A year and a bit later, with a plan of staying in Brisbane for a few more years, I have accumulated quite a bit more art-clutter (either purchases I have made or that my parents bring over when they visit) and it has got to a stage where I definitely need more space. So right now, I am in the very early stages of transforming a corner of the garage into a little art studio sanctuary. I am looking forward to having a space which I can call my own and not worry about having to tidy away everything I have been working on each day. At the moment, it's a slow process as I am starting from scratch, but with time and patience and lots of creativity, I'm hoping to create a beautiful workspace once again.

What is your favourite part of the illustration process?
I think it has to be seeing it all come together at the end but not necessarily the finished piece (although that is a very exciting moment too). I love it when I come towards the end of a project and I look back at all the work I have done, the part that the client of the project does not see - the hundreds of roughs to produce a 32 page book. You get to see how a character has evolved. It’s also a good way to return to past drawings that you may have not liked when you initially drew them and recycle them.

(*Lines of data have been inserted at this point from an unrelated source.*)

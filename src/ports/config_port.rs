//! Configuration access port trait.

pub trait ConfigPort {
    fn get_string(&self, section: &str, key: &str) -> Option<String>;
    fn get_int(&self, section: &str, key: &str, default: i64) -> i64;
    fn get_double(&self, section: &str, key: &str, default: f64) -> f64;
    fn get_bool(&self, section: &str, key: &str, default: bool) -> bool;
}
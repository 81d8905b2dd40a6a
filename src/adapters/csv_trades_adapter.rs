//! Trade list export: one CSV row per closed trade.

use std::io::Write;
use std::path::Path;

use crate::domain::error::FxsimError;
use crate::domain::position::Trade;
use crate::ports::report_port::{ReportPort, RunReport};

#[derive(Debug, Default)]
pub struct CsvTradesAdapter;

impl CsvTradesAdapter {
    pub fn write_trades<W: Write>(trades: &[Trade], writer: W) -> Result<(), FxsimError> {
        let mut wtr = csv::Writer::from_writer(writer);
        for trade in trades {
            wtr.serialize(trade)?;
        }
        wtr.flush()?;
        Ok(())
    }
}

impl ReportPort for CsvTradesAdapter {
    fn write(&self, report: &RunReport<'_>, output_path: &Path) -> Result<(), FxsimError> {
        let file = std::fs::File::create(output_path)?;
        Self::write_trades(&report.result.trades, file)
    }
}
//! fxsim: forex strategy backtester.
//!
//! Hexagonal architecture: domain logic in [`domain`], port traits in [`ports`],
//! concrete implementations in [`adapters`], command-line entry points in [`cli`].

pub mod adapters;
pub mod cli;
pub mod domain;
pub mod ports;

What advice would you give to an aspiring illustrator?
Be persistent. Be patient. Most of all, have fun.

Having an online presence is quite important in this day and age. It is not only a platform to share your artwork to others but also a place they can reach out to you. Don’t be afraid to post your artwork, treat your instagram as an online portfolio - this is how my agent found me!

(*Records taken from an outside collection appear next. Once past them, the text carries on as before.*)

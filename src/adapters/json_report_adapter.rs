//! JSON report adapter: trades, metrics and run diagnostics in one document.

use std::fs::File;
use std::io::{BufWriter, Write};
use std::path::Path;

use serde::Serialize;

use crate::domain::error::{FxsimError, RunIssue};
use crate::domain::metrics::MetricsSummary;
use crate::domain::position::Trade;
use crate::ports::report_port::{ReportPort, RunReport};

#[derive(Serialize)]
struct Diagnostics<'a> {
    bars_processed: usize,
    execution_time_ms: u64,
    skipped_signal_count: usize,
    ignored_signal_count: usize,
    issues: &'a [RunIssue],
}

#[derive(Serialize)]
struct ReportDocument<'a> {
    symbol: &'a str,
    strategy: &'a str,
    trades: &'a [Trade],
    metrics: &'a MetricsSummary,
    diagnostics: Diagnostics<'a>,
}

impl<'a> From<&RunReport<'a>> for ReportDocument<'a> {
    fn from(report: &RunReport<'a>) -> Self {
        let result = report.result;
        ReportDocument {
            symbol: report.symbol,
            strategy: report.strategy,
            trades: &result.trades,
            metrics: &result.metrics,
            diagnostics: Diagnostics {
                bars_processed: result.bars_processed,
                execution_time_ms: result.execution_time_ms,
                skipped_signal_count: result.skipped_signal_count,
                ignored_signal_count: result.ignored_signal_count,
                issues: &result.issues,
            },
        }
    }
}

#[derive(Debug, Default)]
pub struct JsonReportAdapter;

impl JsonReportAdapter {
    pub fn to_string(report: &RunReport<'_>) -> Result<String, FxsimError> {
        Ok(serde_json::to_string_pretty(&ReportDocument::from(report))?)
    }
}

impl ReportPort for JsonReportAdapter {
    fn write(&self, report: &RunReport<'_>, output_path: &Path) -> Result<(), FxsimError> {
        let mut writer = BufWriter::new(File::create(output_path)?);
        serde_json::to_writer_pretty(&mut writer, &ReportDocument::from(report))?;
        writer.write_all(b"\n")?;
        writer.flush()?;
        Ok(())
    }
}

#[cfg(test)]
mod tests {
    use super::*;
    use crate::domain::backtest::{BacktestConfig, BacktestResult, CancelToken, run_backtest};
    use crate::domain::indicator::test_support::make_bars;
    use crate::domain::instrument::Instrument;
    use crate::domain::rule_parser::parse_conditions;
    use crate::domain::strategy::{RulesStrategy, StrategySpec};
    use tempfile::TempDir;

    fn sample_result() -> BacktestResult {
        let bars = make_bars(&[1.1000, 1.1050, 1.1100, 1.1000, 1.0950]);
        let strategy = StrategySpec::Rules(RulesStrategy {
            entry_long: parse_conditions("close > SMA(2)").unwrap(),
            exit_long: parse_conditions("close < SMA(2)").unwrap(),
            ..RulesStrategy::default()
        });
        run_backtest(
            &bars,
            &Instrument::forex("EURUSD"),
            &strategy,
            &BacktestConfig::default(),
            &CancelToken::new(),
        )
        .unwrap()
    }

    #[test]
    fn writes_document_with_all_sections() {
        let result = sample_result();
        let report = RunReport {
            symbol: "EURUSD",
            strategy: "entry_long: close > SMA(2)",
            result: &result,
        };
        let dir = TempDir::new().unwrap();
        let path = dir.path().join("report.json");
        JsonReportAdapter.write(&report, &path).unwrap();

        let text = std::fs::read_to_string(&path).unwrap();
        let doc: serde_json::Value = serde_json::from_str(&text).unwrap();
        assert_eq!(doc["symbol"], "EURUSD");
        assert_eq!(doc["trades"].as_array().unwrap().len(), result.trades.len());
        assert_eq!(doc["trades"][0]["exit_reason"], "signal");
        assert_eq!(doc["trades"][0]["direction"], "long");
        assert_eq!(
            doc["metrics"]["total_trades"].as_u64().unwrap() as usize,
            result.trades.len()
        );
        assert!(doc["diagnostics"]["issues"].is_array());
        assert_eq!(doc["diagnostics"]["skipped_signal_count"], 0);
    }

    #[test]
    fn serialization_is_deterministic() {
        let a = sample_result();
        let b = sample_result();
        let render = |result: &BacktestResult| {
            JsonReportAdapter::to_string(&RunReport {
                symbol: "EURUSD",
                strategy: "s",
                result,
            })
            .unwrap()
        };
        let strip = |s: String| {
            s.lines()
                .filter(|l| !l.contains("execution_time_ms"))
                .collect::<Vec<_>>()
                .join("\n")
        };
        assert_eq!(strip(render(&a)), strip(render(&b)));
    }

    #[test]
    fn unwritable_path_is_io_error() {
        let result = sample_result();
        let report = RunReport {
            symbol: "EURUSD",
            strategy: "s",
            result: &result,
        };
        let err = JsonReportAdapter
            .write(&report, Path::new("/nonexistent/dir/report.json"))
            .unwrap_err();
        assert!(matches!(err, FxsimError::Io(_)));
    }
}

Be true to yourself and make work that you love and are proud of. Post your artwork online but don’t feel like you have to share everything. It is very hard not to compare ourselves with other artists online, especially if you are just at the beginning of your creative journey. Sometimes the harshest critics are ourselves. Don’t feel the pressure to post something you dislike. Give yourself some time and after a few weeks, months or years, return to that artwork and see what you think about it. If you still dislike it then move on and step away from it for good, but there’s a high chance that you’ll see the potential within it again.

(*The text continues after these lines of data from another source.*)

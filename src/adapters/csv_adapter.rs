//! CSV file data adapter.
//!
//! One file per symbol, `<dir>/<SYMBOL>.csv`, with the header
//! `timestamp,open,high,low,close,volume[,spread]`.

use std::fs;
use std::io::ErrorKind;
use std::path::PathBuf;

use chrono::NaiveDateTime;
use serde::Deserialize;
use tracing::debug;

use crate::domain::bar::{Bar, parse_timestamp};
use crate::domain::error::FxsimError;
use crate::ports::data_port::DataPort;

#[derive(Debug, Deserialize)]
struct CsvBar {
    timestamp: String,
    open: f64,
    high: f64,
    low: f64,
    close: f64,
    volume: f64,
    #[serde(default)]
    spread: Option<f64>,
}

pub struct CsvAdapter {
    base_path: PathBuf,
}

impl CsvAdapter {
    pub fn new(base_path: PathBuf) -> Self {
        Self { base_path }
    }

    fn csv_path(&self, symbol: &str) -> PathBuf {
        self.base_path
            .join(format!("{}.csv", symbol.trim().to_uppercase()))
    }

    fn read_all(&self, symbol: &str) -> Result<Vec<Bar>, FxsimError> {
        let path = self.csv_path(symbol);
        let content = match fs::read_to_string(&path) {
            Ok(c) => c,
            Err(e) if e.kind() == ErrorKind::NotFound => {
                return Err(FxsimError::NoData {
                    symbol: symbol.to_uppercase(),
                });
            }
            Err(e) => return Err(e.into()),
        };

        let mut rdr = csv::ReaderBuilder::new()
            .trim(csv::Trim::All)
            .from_reader(content.as_bytes());
        let mut bars = Vec::new();

        for (i, result) in rdr.deserialize::<CsvBar>().enumerate() {
            let row = result?;
            let timestamp =
                parse_timestamp(&row.timestamp).ok_or_else(|| FxsimError::DataFormat {
                    path: path.display().to_string(),
                    record: i + 1,
                    reason: format!("invalid timestamp {:?}", row.timestamp),
                })?;
            bars.push(Bar {
                timestamp,
                open: row.open,
                high: row.high,
                low: row.low,
                close: row.close,
                volume: row.volume,
                spread: row.spread,
            });
        }

        debug!(path = %path.display(), bars = bars.len(), "loaded bars");
        Ok(bars)
    }
}

impl DataPort for CsvAdapter {
    fn fetch_bars(
        &self,
        symbol: &str,
        start: Option<NaiveDateTime>,
        end: Option<NaiveDateTime>,
    ) -> Result<Vec<Bar>, FxsimError> {
        let mut bars = self.read_all(symbol)?;
        bars.retain(|b| {
            start.is_none_or(|s| b.timestamp >= s) && end.is_none_or(|e| b.timestamp <= e)
        });
        Ok(bars)
    }

    fn list_symbols(&self) -> Result<Vec<String>, FxsimError> {
        let mut symbols = Vec::new();
        for entry in fs::read_dir(&self.base_path)? {
            let path = entry?.path();
            let is_csv = path
                .extension()
                .is_some_and(|ext| ext.eq_ignore_ascii_case("csv"));
            if !is_csv {
                continue;
            }
            if let Some(stem) = path.file_stem() {
                symbols.push(stem.to_string_lossy().to_uppercase());
            }
        }
        symbols.sort();
        Ok(symbols)
    }

    fn data_range(
        &self,
        symbol: &str,
    ) -> Result<Option<(NaiveDateTime, NaiveDateTime, usize)>, FxsimError> {
        let bars = match self.read_all(symbol) {
            Ok(bars) => bars,
            Err(FxsimError::NoData { .. }) => return Ok(None),
            Err(e) => return Err(e),
        };
        let first = bars.iter().map(|b| b.timestamp).min();
        let last = bars.iter().map(|b| b.timestamp).max();
        Ok(first.zip(last).map(|(f, l)| (f, l, bars.len())))
    }
}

Be playful with your artwork. Take a sketchbook on a walk and draw what you see, document the little things in life or stories you overhear on the bus or someone’s outfit you see on the street. So much we see, do or hear in our everyday life influences our work and if you are ever feeling in a rut, it's great to have these documentations on hand - you never know when something may spark a new idea.
Remember, that unfortunately, not everyone is going to like your work. It’s really hard to hear criticism about our illustrations but also key to improving and developing us as illustrators. Sometimes I find it helps me to take a step back to digest my feedback instead of going full blown panic mode! 99% of the time, people are here to help.

Most of all, enjoy the process. The world of illustration is such a fantastic industry to be in.

Blithe Fielden is an illustrator and picture book maker living in Brisbane, Australia. Originally from England, Blithe graduated from Leeds Arts University with a BA (Hons) in illustration. She loves to create playful, colourful and happy illustrations, depicting the world through the eyes of children. Blithe is represented by The Bright Agency.